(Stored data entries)
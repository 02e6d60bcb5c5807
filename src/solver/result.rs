//! Cascade simulation result
//!
//! A [`CascadeResult`] holds one shared time axis and, for every stage, the
//! full [`StageState`] at each time point. Index 0 is the initial state at
//! `t = 0`; index `n` the state after `n` steps, at `t = n·dt`.
//!
//! ```text
//!                 t₀      t₁      t₂     ...    t_N
//! stage 0       y₀⁽⁰⁾   y₁⁽⁰⁾   y₂⁽⁰⁾   ...   y_N⁽⁰⁾
//! stage 1       y₀⁽¹⁾   y₁⁽¹⁾   y₂⁽¹⁾   ...   y_N⁽¹⁾
//! ...
//! ```
//!
//! The result is append-only while the run is in progress; a run that stops
//! early (divergence, cancellation) hands back whatever was complete.

use serde::{Deserialize, Serialize};
use std::collections::BTreeMap;

use crate::physics::{Species, StageState};

/// Time series of every stage of a cascade run
#[derive(Debug, Clone, PartialEq, Serialize, Deserialize)]
pub struct CascadeResult {
    /// Shared time axis **\[h\]**
    pub time_points: Vec<f64>,

    /// `trajectories[stage][n]` is the state of `stage` at `time_points[n]`
    pub trajectories: Vec<Vec<StageState>>,

    /// Run information (solver, time step, counts...)
    pub metadata: BTreeMap<String, String>,
}

impl CascadeResult {
    /// Create an empty result for `stages` stages with room for `points` time points
    pub fn with_capacity(stages: usize, points: usize) -> Self {
        Self {
            time_points: Vec::with_capacity(points),
            trajectories: (0..stages).map(|_| Vec::with_capacity(points)).collect(),
            metadata: BTreeMap::new(),
        }
    }

    /// Append one time point for every stage
    ///
    /// `states` must hold exactly one state per stage.
    pub(crate) fn push(&mut self, time: f64, states: &[StageState]) {
        debug_assert_eq!(states.len(), self.trajectories.len());
        self.time_points.push(time);
        for (trajectory, state) in self.trajectories.iter_mut().zip(states) {
            trajectory.push(*state);
        }
    }

    /// Add metadata
    pub fn add_metadata(&mut self, key: &str, value: &str) {
        self.metadata.insert(key.to_string(), value.to_string());
    }

    /// Get metadata
    pub fn get_metadata(&self, key: &str) -> Option<&String> {
        self.metadata.get(key)
    }

    // ======================================= Shape =======================================

    /// Number of recorded time points
    pub fn len(&self) -> usize {
        self.time_points.len()
    }

    /// True when nothing was recorded
    pub fn is_empty(&self) -> bool {
        self.time_points.is_empty()
    }

    /// Number of stages
    pub fn stage_count(&self) -> usize {
        self.trajectories.len()
    }

    // ======================================= Access =======================================

    /// Full trajectory of a stage, `None` if the stage does not exist
    pub fn trajectory(&self, stage: usize) -> Option<&[StageState]> {
        self.trajectories.get(stage).map(Vec::as_slice)
    }

    /// State of `stage` at time index `index`
    pub fn state_at(&self, stage: usize, index: usize) -> Option<&StageState> {
        self.trajectories.get(stage)?.get(index)
    }

    /// Last recorded state of `stage`
    pub fn final_state(&self, stage: usize) -> Option<&StageState> {
        self.trajectories.get(stage)?.last()
    }

    /// Concentration of `species` in `stage` at every time point
    ///
    /// Empty when the stage does not exist.
    pub fn concentrations(&self, stage: usize, species: Species) -> Vec<f64> {
        self.component(stage, |state| state.concentration(species))
    }

    /// `(time, concentration)` pairs of `species` in `stage`
    pub fn concentration_series(&self, stage: usize, species: Species) -> Vec<(f64, f64)> {
        self.time_points
            .iter()
            .copied()
            .zip(self.concentrations(stage, species))
            .collect()
    }

    /// Bed height of `stage` at every time point
    pub fn heights(&self, stage: usize) -> Vec<f64> {
        self.component(stage, StageState::height)
    }

    /// Particle radius of `species` in `stage` at every time point
    pub fn radii(&self, stage: usize, species: Species) -> Vec<f64> {
        self.component(stage, |state| state.radius(species))
    }

    fn component(&self, stage: usize, extract: impl Fn(&StageState) -> f64) -> Vec<f64> {
        self.trajectories
            .get(stage)
            .map(|trajectory| trajectory.iter().map(extract).collect())
            .unwrap_or_default()
    }

    /// Copy of the first `points` time points (all of them if fewer were recorded)
    pub fn truncated(&self, points: usize) -> Self {
        let points = points.min(self.len());
        Self {
            time_points: self.time_points[..points].to_vec(),
            trajectories: self
                .trajectories
                .iter()
                .map(|trajectory| trajectory[..points].to_vec())
                .collect(),
            metadata: self.metadata.clone(),
        }
    }
}

// =================================================================================================
// Tests
// =================================================================================================

#[cfg(test)]
mod tests {
    use super::*;

    fn sample() -> CascadeResult {
        let mut result = CascadeResult::with_capacity(2, 3);
        for n in 0..3 {
            let c = 10.0 - n as f64;
            result.push(
                n as f64 * 0.5,
                &[
                    StageState::new(1.0, 0.01, 0.01, c, 1.0),
                    StageState::new(1.0, 0.01, 0.01, 2.0 * c, 2.0),
                ],
            );
        }
        result
    }

    #[test]
    fn test_shape() {
        let result = sample();
        assert_eq!(result.len(), 3);
        assert_eq!(result.stage_count(), 2);
        assert!(!result.is_empty());
        assert_eq!(result.trajectory(1).map(<[_]>::len), Some(3));
        assert!(result.trajectory(2).is_none());
    }

    #[test]
    fn test_series_accessors() {
        let result = sample();
        assert_eq!(result.concentrations(0, Species::A), vec![10.0, 9.0, 8.0]);
        assert_eq!(
            result.concentration_series(1, Species::A),
            vec![(0.0, 20.0), (0.5, 18.0), (1.0, 16.0)]
        );
        assert_eq!(result.concentrations(1, Species::B), vec![2.0; 3]);
        assert_eq!(result.heights(0), vec![1.0; 3]);
        assert_eq!(result.radii(0, Species::B), vec![0.01; 3]);
        assert!(result.concentrations(5, Species::A).is_empty());
    }

    #[test]
    fn test_state_lookup() {
        let result = sample();
        assert_eq!(result.state_at(0, 1).map(|s| s.concentration_a()), Some(9.0));
        assert_eq!(result.final_state(1).map(|s| s.concentration_a()), Some(16.0));
        assert!(result.state_at(0, 3).is_none());
    }

    #[test]
    fn test_truncated_keeps_prefix() {
        let result = sample().truncated(2);
        assert_eq!(result.time_points, vec![0.0, 0.5]);
        assert_eq!(result.final_state(0).map(|s| s.concentration_a()), Some(9.0));
        assert_eq!(sample().truncated(10).len(), 3);
    }

    #[test]
    fn test_metadata() {
        let mut result = sample();
        result.add_metadata("solver", "Runge Kutta (RK4)");
        assert_eq!(result.get_metadata("solver").map(String::as_str), Some("Runge Kutta (RK4)"));
        assert!(result.get_metadata("missing").is_none());
    }

    #[test]
    fn test_metadata_serializes_in_key_order() {
        let mut result = sample();
        for key in ["time steps", "dt", "solver", "model", "stages"] {
            result.add_metadata(key, "x");
        }
        let json = serde_json::to_string(&result.metadata).unwrap();
        assert_eq!(
            json,
            r#"{"dt":"x","model":"x","solver":"x","stages":"x","time steps":"x"}"#
        );
        assert_eq!(serde_json::to_string(&result.clone()).unwrap(), serde_json::to_string(&result).unwrap());
    }
}
//! Physical model traits and types
//!
//! This module defines the core API for physical models:
//! - `PhysicalModel`: trait for all stage models
//! - `Species`: type-safe identifier of the two tracked solutes

use crate::physics::state::{Inlet, StageState};

// =================================================================================================
// Species (Type-safe Identifiers)
// =================================================================================================

/// Tracked solute
///
/// The model follows exactly two dissolving species. In the caliche use case
/// `A` is nitrate (fast) and `B` is magnesium (slow).
#[derive(Debug, Clone, Copy, PartialEq, Eq, Hash, serde::Serialize, serde::Deserialize)]
pub enum Species {
    /// Fast-dissolving solute (NO3 in caliche)
    A,
    /// Slow-dissolving solute (Mg in caliche)
    B,
}

impl Species {
    /// Both species, in state order
    pub const ALL: [Species; 2] = [Species::A, Species::B];

    /// Short label used in column headers
    pub fn label(&self) -> &'static str {
        match self {
            Species::A => "A",
            Species::B => "B",
        }
    }
}

impl std::fmt::Display for Species {
    fn fmt(&self, f: &mut std::fmt::Formatter<'_>) -> std::fmt::Result {
        write!(f, "species {}", self.label())
    }
}

// ==================================================================================================
// Physical Model Trait
// =================================================================================================

/// Trait for stage models
///
/// # Responsibility
/// Computes the right-hand side f(y, c_in) of dy/dt = f(y, c_in) for one bed
/// section. Does NOT integrate it (that's the integrator's job).
///
/// The model provides the "physics" (equations), the integrator provides
/// the "numerics" (method to step them), and the cascade wires stages together.
///
/// # Clamping
/// Physical bounds are enforced by [`constrain`](Self::constrain), which the
/// cascade calls on every stepped state. Keeping it out of the integrator
/// lets the same RK4 step serve any state vector.
pub trait PhysicalModel: Send + Sync {
    /// Right-hand side for the current state and inlet concentrations
    fn compute_physics(&self, state: &StageState, inlet: &Inlet) -> StageState;

    /// Initial state of every stage
    fn setup_initial_state(&self) -> StageState;

    /// Project a freshly stepped state back onto the physical domain
    ///
    /// `previous` is the state before the step, `inlet` the concentrations
    /// the step was computed with. Default: clamp every component at zero.
    fn constrain(&self, previous: &StageState, stepped: StageState, inlet: &Inlet) -> StageState {
        let _ = (previous, inlet);
        stepped.clamp_non_negative()
    }

    /// Whether the stage can no longer evolve (its derivative is identically zero)
    fn is_frozen(&self, state: &StageState) -> bool {
        let _ = state;
        false
    }

    /// Name of the model (used for display and logging)
    fn name(&self) -> &str;

    /// Description of the model (optional)
    fn description(&self) -> Option<&str> {
        None
    }
}

// =================================================================================================
// Tests
// =================================================================================================

#[cfg(test)]
mod tests {
    use super::*;

    struct Washout;

    impl PhysicalModel for Washout {
        fn compute_physics(&self, state: &StageState, inlet: &Inlet) -> StageState {
            StageState::new(
                0.0,
                0.0,
                0.0,
                inlet.a - state.concentration_a(),
                inlet.b - state.concentration_b(),
            )
        }

        fn setup_initial_state(&self) -> StageState {
            StageState::new(1.0, 0.0, 0.0, 10.0, 1.0)
        }

        fn name(&self) -> &str {
            "Washout"
        }
    }

    #[test]
    fn test_default_constrain_clamps_at_zero() {
        let model = Washout;
        let initial = model.setup_initial_state();
        let stepped = StageState::new(1.0, 0.0, 0.0, -2.0, 0.5);
        let constrained = model.constrain(&initial, stepped, &Inlet::PURE_WATER);
        assert_eq!(constrained.concentration_a(), 0.0);
        assert_eq!(constrained.concentration_b(), 0.5);
    }

    #[test]
    fn test_default_hooks() {
        let model = Washout;
        assert!(!model.is_frozen(&StageState::zeros()));
        assert!(model.description().is_none());
        assert_eq!(model.name(), "Washout");
    }

    #[test]
    fn test_species_labels() {
        assert_eq!(Species::ALL, [Species::A, Species::B]);
        assert_eq!(Species::B.to_string(), "species B");
    }
}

• _Assigned task_
From the data above, output exactly the lines between the one containing "-> Vec<(f64, f64)>" and the one containing "Particle radius of", counting both of them.

• _Exercise result_
    pub fn concentration_series(&self, stage: usize, species: Species) -> Vec<(f64, f64)> {
        self.time_points
            .iter()
            .copied()
            .zip(self.concentrations(stage, species))
            .collect()
    }

    /// Bed height of `stage` at every time point
    pub fn heights(&self, stage: usize) -> Vec<f64> {
        self.component(stage, StageState::height)
    }

    /// Particle radius of `species` in `stage` at every time point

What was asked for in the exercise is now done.